Collected data entries:

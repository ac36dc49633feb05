//! Core domain concepts shared across all subdomains.
//!
//! - [`model::ModelInfo`]: what the reasoning client advertises about itself
//! - [`output_format::OutputFormat`]: how a finished run is printed
//! - [`string`]: UTF-8 safe string helpers

pub mod model;
pub mod output_format;
pub mod string;
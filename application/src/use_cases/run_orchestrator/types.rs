//! Type definitions for the coordinator use case.

use serde::Serialize;
use taskforce_domain::{
    AgentKind, ConstraintError, Diagnostic, ExecutionRecord, Message, ProgressLedger, RunStatus,
    StopReason, TaskLedger,
};
use thiserror::Error;

/// Fatal configuration problems.
///
/// Raised before the offending dispatch happens; the only errors a run
/// returns.
#[derive(Error, Debug, Clone, PartialEq, Eq)]
pub enum ConfigurationError {
    #[error("Task cannot be empty")]
    EmptyTask,

    #[error("unknown agent '{name}' nominated as next speaker (roster: {available})")]
    UnknownAgent { name: String, available: String },

    #[error("duplicate agent name '{0}' in roster")]
    DuplicateAgent(String),

    #[error("roster is missing a required {0} agent")]
    MissingRequiredAgent(AgentKind),

    #[error("hil_mode is enabled but the roster has no human proxy")]
    MissingHumanProxy,

    #[error("roster has a human proxy but hil_mode is disabled")]
    UnexpectedHumanProxy,

    #[error("hil_mode requires a human input port")]
    MissingHumanInput,

    #[error("{0} must be at least 1")]
    ZeroBudget(&'static str),

    #[error(transparent)]
    Constraint(#[from] ConstraintError),
}

/// Errors a run can return
#[derive(Error, Debug, Clone, PartialEq, Eq)]
pub enum RunError {
    #[error("Configuration error: {0}")]
    Configuration(#[from] ConfigurationError),
}

/// Everything a finished run produced
#[derive(Debug, Clone, Serialize)]
pub struct RunOutput {
    pub status: RunStatus,
    pub stop_reason: StopReason,
    /// Final answer; the last agent reply for incomplete runs
    pub answer: Option<String>,
    /// Latest task ledger
    pub task_ledger: Option<TaskLedger>,
    pub progress_ledgers: Vec<ProgressLedger>,
    pub history: Vec<Message>,
    pub diagnostics: Vec<Diagnostic>,
    pub execution_records: Vec<ExecutionRecord>,
    /// Number of agent dispatches
    pub turns: u32,
    pub replans: u32,
}

impl RunOutput {
    pub fn is_complete(&self) -> bool {
        self.status == RunStatus::Complete
    }

    /// Plan version of the latest task ledger (0 when planning failed)
    pub fn plan_version(&self) -> u32 {
        self.task_ledger.as_ref().map(TaskLedger::version).unwrap_or(0)
    }
}
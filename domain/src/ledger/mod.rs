//! Ledgers kept by the coordinator.
//!
//! - [`TaskLedger`]: facts, educated guesses and plan, versioned per replan
//! - [`ProgressLedger`]: per-cycle completion/progress/loop assessment
//! - [`parsing`]: extraction of both ledgers from model responses

pub mod parsing;
pub mod progress_ledger;
pub mod task_ledger;

pub use parsing::{LedgerParseError, parse_progress_ledger, parse_task_ledger};
pub use progress_ledger::{LedgerAnswer, ProgressLedger};
pub use task_ledger::{TaskLedger, TaskLedgerDraft};
//! Roster assembly and capability validation.
//!
//! [`RosterBuilder`] creates the standard roster in a fixed order:
//!
//! ```text
//! FileSurfer, Coder, Executor (harness-wrapped), [WebSurfer], [VideoSurfer], [User]
//! ```
//!
//! [`Roster::from_agents`] validates any list of agents (unique names,
//! required kinds, human proxy iff `hil_mode`), so tests and embedders can
//! bring their own agents.

use crate::agents::{
    CodeExecutorAgent, ConstraintHarness, ExperimentLog, HumanProxyAgent, LlmAgent,
};
use crate::ports::agent::Agent;
use crate::ports::code_runner::CodeRunnerPort;
use crate::ports::human_input::HumanInputPort;
use crate::ports::llm_gateway::LlmGateway;
use crate::use_cases::run_orchestrator::ConfigurationError;
use crate::use_cases::run_orchestrator::ledger::team_text;
use std::collections::HashSet;
use std::sync::Arc;
use taskforce_domain::{
    AgentDescriptor, AgentKind, ConstraintConfig, Diagnostic, DiagnosticCode, ModelInfo,
};
use tracing::{info, warn};

/// Capability diagnostics for the reasoning client.
///
/// Each missing required capability is one warning; a provider other than
/// OpenAI or Azure OpenAI adds a "non-preferred client" warning.
pub fn validate_client(model: &ModelInfo) -> Vec<Diagnostic> {
    let mut diagnostics: Vec<Diagnostic> = model
        .capabilities
        .missing_required()
        .into_iter()
        .map(|cap| {
            Diagnostic::warning(
                DiagnosticCode::MissingClientCapability(cap),
                format!(
                    "Client {} does not advertise {}; the roster expects vision, function calling, and json output.",
                    model, cap
                ),
            )
        })
        .collect();

    if !model.is_preferred_provider() {
        diagnostics.push(Diagnostic::warning(
            DiagnosticCode::NonPreferredClient,
            format!(
                "Client {} is not served by OpenAI or Azure OpenAI; the roster performs best with GPT-4o.",
                model
            ),
        ));
    }

    diagnostics
}

/// A validated, immutable set of agents for one run.
pub struct Roster {
    agents: Vec<Arc<dyn Agent>>,
    diagnostics: Vec<Diagnostic>,
    experiment_log: ExperimentLog,
}

impl Roster {
    /// Validate `agents` as a roster.
    pub fn from_agents(
        agents: Vec<Arc<dyn Agent>>,
        hil_mode: bool,
    ) -> Result<Self, ConfigurationError> {
        let mut seen = HashSet::new();
        for agent in &agents {
            if !seen.insert(agent.name().to_string()) {
                return Err(ConfigurationError::DuplicateAgent(agent.name().to_string()));
            }
        }

        for required in AgentKind::REQUIRED {
            if !agents.iter().any(|a| a.descriptor().kind == required) {
                return Err(ConfigurationError::MissingRequiredAgent(required));
            }
        }

        let has_proxy = agents
            .iter()
            .any(|a| a.descriptor().kind == AgentKind::HumanProxy);
        match (hil_mode, has_proxy) {
            (true, false) => return Err(ConfigurationError::MissingHumanProxy),
            (false, true) => return Err(ConfigurationError::UnexpectedHumanProxy),
            _ => {}
        }

        Ok(Self {
            agents,
            diagnostics: Vec::new(),
            experiment_log: ExperimentLog::new(),
        })
    }

    /// Attach assembly-time diagnostics (returned with every run).
    pub fn with_diagnostics(mut self, diagnostics: Vec<Diagnostic>) -> Self {
        self.diagnostics = diagnostics;
        self
    }

    /// Share the log the executor's constraint harness writes to.
    pub fn with_experiment_log(mut self, log: ExperimentLog) -> Self {
        self.experiment_log = log;
        self
    }

    pub fn get(&self, name: &str) -> Option<&Arc<dyn Agent>> {
        self.agents.iter().find(|a| a.name() == name)
    }

    pub fn agents(&self) -> &[Arc<dyn Agent>] {
        &self.agents
    }

    pub fn names(&self) -> Vec<&str> {
        self.agents.iter().map(|a| a.name()).collect()
    }

    pub fn descriptors(&self) -> Vec<AgentDescriptor> {
        self.agents.iter().map(|a| a.descriptor().clone()).collect()
    }

    /// `Name: description` lines for prompts and ledger messages
    pub fn team_description(&self) -> String {
        team_text(&self.descriptors())
    }

    pub fn diagnostics(&self) -> &[Diagnostic] {
        &self.diagnostics
    }

    pub fn experiment_log(&self) -> &ExperimentLog {
        &self.experiment_log
    }

    pub fn len(&self) -> usize {
        self.agents.len()
    }

    pub fn is_empty(&self) -> bool {
        self.agents.is_empty()
    }
}

/// Builder for the standard roster
pub struct RosterBuilder {
    gateway: Arc<dyn LlmGateway>,
    code_runner: Arc<dyn CodeRunnerPort>,
    human_input: Option<Arc<dyn HumanInputPort>>,
    hil_mode: bool,
    include_web_surfer: bool,
    include_video_surfer: bool,
    constraints: ConstraintConfig,
}

impl RosterBuilder {
    pub fn new(gateway: Arc<dyn LlmGateway>, code_runner: Arc<dyn CodeRunnerPort>) -> Self {
        Self {
            gateway,
            code_runner,
            human_input: None,
            hil_mode: false,
            include_web_surfer: false,
            include_video_surfer: false,
            constraints: ConstraintConfig::default(),
        }
    }

    pub fn with_human_input(mut self, input: Arc<dyn HumanInputPort>) -> Self {
        self.human_input = Some(input);
        self
    }

    pub fn hil_mode(mut self, enabled: bool) -> Self {
        self.hil_mode = enabled;
        self
    }

    pub fn include_web_surfer(mut self, include: bool) -> Self {
        self.include_web_surfer = include;
        self
    }

    pub fn include_video_surfer(mut self, include: bool) -> Self {
        self.include_video_surfer = include;
        self
    }

    pub fn with_constraints(mut self, constraints: ConstraintConfig) -> Self {
        self.constraints = constraints;
        self
    }

    pub fn build(self) -> Result<Roster, ConfigurationError> {
        let model = self.gateway.model_info().clone();
        let diagnostics = validate_client(&model);
        for d in &diagnostics {
            warn!("{}", d);
        }

        let log = ExperimentLog::new();
        let executor: Arc<dyn Agent> = Arc::new(CodeExecutorAgent::new(self.code_runner.clone()));
        let harness: Arc<dyn Agent> = Arc::new(ConstraintHarness::new(
            executor,
            self.constraints,
            model.family.clone(),
            log.clone(),
        ));

        let mut agents: Vec<Arc<dyn Agent>> = vec![
            Arc::new(LlmAgent::for_kind(AgentKind::FileInspector, self.gateway.clone())),
            Arc::new(LlmAgent::for_kind(AgentKind::CodeAuthor, self.gateway.clone())),
            harness,
        ];
        if self.include_web_surfer {
            agents.push(Arc::new(LlmAgent::for_kind(
                AgentKind::WebNavigator,
                self.gateway.clone(),
            )));
        }
        if self.include_video_surfer {
            agents.push(Arc::new(LlmAgent::for_kind(
                AgentKind::VideoInspector,
                self.gateway.clone(),
            )));
        }
        if self.hil_mode {
            let input = self
                .human_input
                .clone()
                .ok_or(ConfigurationError::MissingHumanInput)?;
            agents.push(Arc::new(HumanProxyAgent::new(input)));
        }

        let roster = Roster::from_agents(agents, self.hil_mode)?
            .with_diagnostics(diagnostics)
            .with_experiment_log(log);
        info!("Agents: {:?}", roster.names());
        Ok(roster)
    }
}

#[cfg(test)]
mod tests {
    use super::*;
    use crate::ports::agent::{AgentReply, AgentTurnError};
    use crate::ports::code_runner::{CodeExecutionOutput, CodeRunnerError};
    use crate::ports::human_input::AutoReplyInput;
    use crate::ports::llm_gateway::{GatewayError, LlmSession};
    use async_trait::async_trait;
    use taskforce_domain::{ClientCapability, CodeBlock, Message, ModelCapabilities};
    use tokio_util::sync::CancellationToken;

    struct NullGateway {
        info: ModelInfo,
    }

    #[async_trait]
    impl LlmGateway for NullGateway {
        fn model_info(&self) -> &ModelInfo {
            &self.info
        }

        async fn create_session(&self) -> Result<Box<dyn LlmSession>, GatewayError> {
            Err(GatewayError::Other("not used".into()))
        }

        async fn create_session_with_system_prompt(
            &self,
            _system_prompt: &str,
        ) -> Result<Box<dyn LlmSession>, GatewayError> {
            Err(GatewayError::Other("not used".into()))
        }
    }

    struct NullRunner;

    #[async_trait]
    impl CodeRunnerPort for NullRunner {
        async fn run(
            &self,
            _blocks: &[CodeBlock],
            _cancellation: &CancellationToken,
        ) -> Result<CodeExecutionOutput, CodeRunnerError> {
            Err(CodeRunnerError::Cancelled)
        }
    }

    fn builder(info: ModelInfo) -> RosterBuilder {
        RosterBuilder::new(Arc::new(NullGateway { info }), Arc::new(NullRunner))
    }

    fn full_model() -> ModelInfo {
        ModelInfo::new("gpt-4o", "openai").with_capabilities(ModelCapabilities::full())
    }

    struct NamedAgent {
        descriptor: AgentDescriptor,
    }

    #[async_trait]
    impl Agent for NamedAgent {
        fn descriptor(&self) -> &AgentDescriptor {
            &self.descriptor
        }

        async fn handle_turn(
            &self,
            _history: &[Message],
            _instruction: &str,
            _cancellation: &CancellationToken,
        ) -> Result<AgentReply, AgentTurnError> {
            Ok(AgentReply::text("ok"))
        }
    }

    fn named(name: &str, kind: AgentKind) -> Arc<dyn Agent> {
        Arc::new(NamedAgent {
            descriptor: AgentDescriptor::named(name, kind),
        })
    }

    #[test]
    fn test_default_roster_order() {
        let roster = builder(full_model()).build().unwrap();
        assert_eq!(roster.names(), vec!["FileSurfer", "Coder", "Executor"]);
        assert!(roster.diagnostics().is_empty());
    }

    #[test]
    fn test_optional_agents_are_appended_in_order() {
        let roster = builder(full_model())
            .include_web_surfer(true)
            .include_video_surfer(true)
            .hil_mode(true)
            .with_human_input(Arc::new(AutoReplyInput::default()))
            .build()
            .unwrap();
        assert_eq!(
            roster.names(),
            vec!["FileSurfer", "Coder", "Executor", "WebSurfer", "VideoSurfer", "User"]
        );
    }

    #[test]
    fn test_hil_mode_without_input_is_config_error() {
        let result = builder(full_model()).hil_mode(true).build();
        assert!(matches!(result, Err(ConfigurationError::MissingHumanInput)));
    }

    #[test]
    fn test_capability_warnings_are_returned_as_diagnostics() {
        let weak = ModelInfo::new("llama3", "ollama").with_capabilities(ModelCapabilities {
            vision: false,
            function_calling: true,
            json_output: false,
        });
        let roster = builder(weak).build().unwrap();
        let codes: Vec<_> = roster.diagnostics().iter().map(|d| d.code).collect();
        assert_eq!(
            codes,
            vec![
                DiagnosticCode::MissingClientCapability(ClientCapability::Vision),
                DiagnosticCode::MissingClientCapability(ClientCapability::JsonOutput),
                DiagnosticCode::NonPreferredClient,
            ]
        );
        assert!(!Diagnostic::has_errors(roster.diagnostics()));
    }

    #[test]
    fn test_from_agents_rejects_duplicates() {
        let agents = vec![
            named("FileSurfer", AgentKind::FileInspector),
            named("Coder", AgentKind::CodeAuthor),
            named("Executor", AgentKind::CodeExecutor),
            named("Coder", AgentKind::WebNavigator),
        ];
        assert_eq!(
            Roster::from_agents(agents, false).err(),
            Some(ConfigurationError::DuplicateAgent("Coder".to_string()))
        );
    }

    #[test]
    fn test_from_agents_requires_core_kinds() {
        let agents = vec![
            named("FileSurfer", AgentKind::FileInspector),
            named("Coder", AgentKind::CodeAuthor),
        ];
        assert_eq!(
            Roster::from_agents(agents, false).err(),
            Some(ConfigurationError::MissingRequiredAgent(
                AgentKind::CodeExecutor
            ))
        );
    }

    #[test]
    fn test_human_proxy_must_match_hil_mode() {
        let base = || {
            vec![
                named("FileSurfer", AgentKind::FileInspector),
                named("Coder", AgentKind::CodeAuthor),
                named("Executor", AgentKind::CodeExecutor),
            ]
        };
        assert_eq!(
            Roster::from_agents(base(), true).err(),
            Some(ConfigurationError::MissingHumanProxy)
        );
        let mut with_user = base();
        with_user.push(named("User", AgentKind::HumanProxy));
        assert_eq!(
            Roster::from_agents(with_user, false).err(),
            Some(ConfigurationError::UnexpectedHumanProxy)
        );
    }
}
//! Constraint harness around the code executor.
//!
//! Counts execution attempts, injects the configured fault on the scheduled
//! attempt without running any code, and records every attempt in a shared
//! [`ExperimentLog`].

use crate::ports::agent::{Agent, AgentReply, AgentTurnError};
use async_trait::async_trait;
use std::sync::atomic::{AtomicU32, Ordering};
use std::sync::{Arc, Mutex};
use taskforce_domain::core::string::preview;
use taskforce_domain::{AgentDescriptor, ConstraintConfig, ExecutionRecord, Message};
use tokio_util::sync::CancellationToken;
use tracing::info;

/// Shared, append-only log of execution records.
#[derive(Debug, Clone, Default)]
pub struct ExperimentLog {
    records: Arc<Mutex<Vec<ExecutionRecord>>>,
}

impl ExperimentLog {
    pub fn new() -> Self {
        Self::default()
    }

    pub fn push(&self, record: ExecutionRecord) {
        if let Ok(mut records) = self.records.lock() {
            records.push(record);
        }
    }

    pub fn len(&self) -> usize {
        self.records.lock().map(|r| r.len()).unwrap_or(0)
    }

    pub fn is_empty(&self) -> bool {
        self.len() == 0
    }

    /// Records appended after the first `from` entries.
    pub fn since(&self, from: usize) -> Vec<ExecutionRecord> {
        self.records
            .lock()
            .map(|r| r.iter().skip(from).cloned().collect())
            .unwrap_or_default()
    }

    pub fn snapshot(&self) -> Vec<ExecutionRecord> {
        self.since(0)
    }
}

pub struct ConstraintHarness {
    inner: Arc<dyn Agent>,
    constraints: ConstraintConfig,
    model_family: String,
    attempts: AtomicU32,
    log: ExperimentLog,
}

impl ConstraintHarness {
    pub fn new(
        inner: Arc<dyn Agent>,
        constraints: ConstraintConfig,
        model_family: impl Into<String>,
        log: ExperimentLog,
    ) -> Self {
        Self {
            inner,
            constraints,
            model_family: model_family.into(),
            attempts: AtomicU32::new(0),
            log,
        }
    }

    pub fn attempts(&self) -> u32 {
        self.attempts.load(Ordering::SeqCst)
    }

    pub fn constraints(&self) -> &ConstraintConfig {
        &self.constraints
    }
}

#[async_trait]
impl Agent for ConstraintHarness {
    fn descriptor(&self) -> &AgentDescriptor {
        self.inner.descriptor()
    }

    async fn handle_turn(
        &self,
        history: &[Message],
        instruction: &str,
        cancellation: &CancellationToken,
    ) -> Result<AgentReply, AgentTurnError> {
        let attempt = self.attempts.fetch_add(1, Ordering::SeqCst) + 1;
        let record = ExecutionRecord::new(attempt, &self.constraints, self.model_family.clone());

        if let Some(fault) = self.constraints.fault_for_attempt(attempt) {
            info!(
                agent = %self.name(),
                attempt,
                injected = true,
                error_type = %fault,
                trial_num = ?self.constraints.trial_num,
                query_num = ?self.constraints.query_num,
                "Injecting scheduled fault"
            );
            self.log.push(record.injected(fault));
            return Err(AgentTurnError::Injected {
                class: fault,
                attempt,
                message: fault.simulated_output().to_string(),
            });
        }

        let result = self.inner.handle_turn(history, instruction, cancellation).await;
        let record = match &result {
            Ok(reply) => record.with_outcome(preview(&reply.content, 200), reply.exit_code),
            Err(e) => record.with_outcome(e.to_string(), None),
        };
        info!(
            agent = %self.name(),
            attempt,
            injected = false,
            exit_code = ?record.exit_code,
            trial_num = ?self.constraints.trial_num,
            query_num = ?self.constraints.query_num,
            "Execution attempt recorded"
        );
        self.log.push(record);
        result
    }
}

* Prompt
Within the records, how many lines carry the word "tests"? Reply with the figure alone.

* Answer to this task
2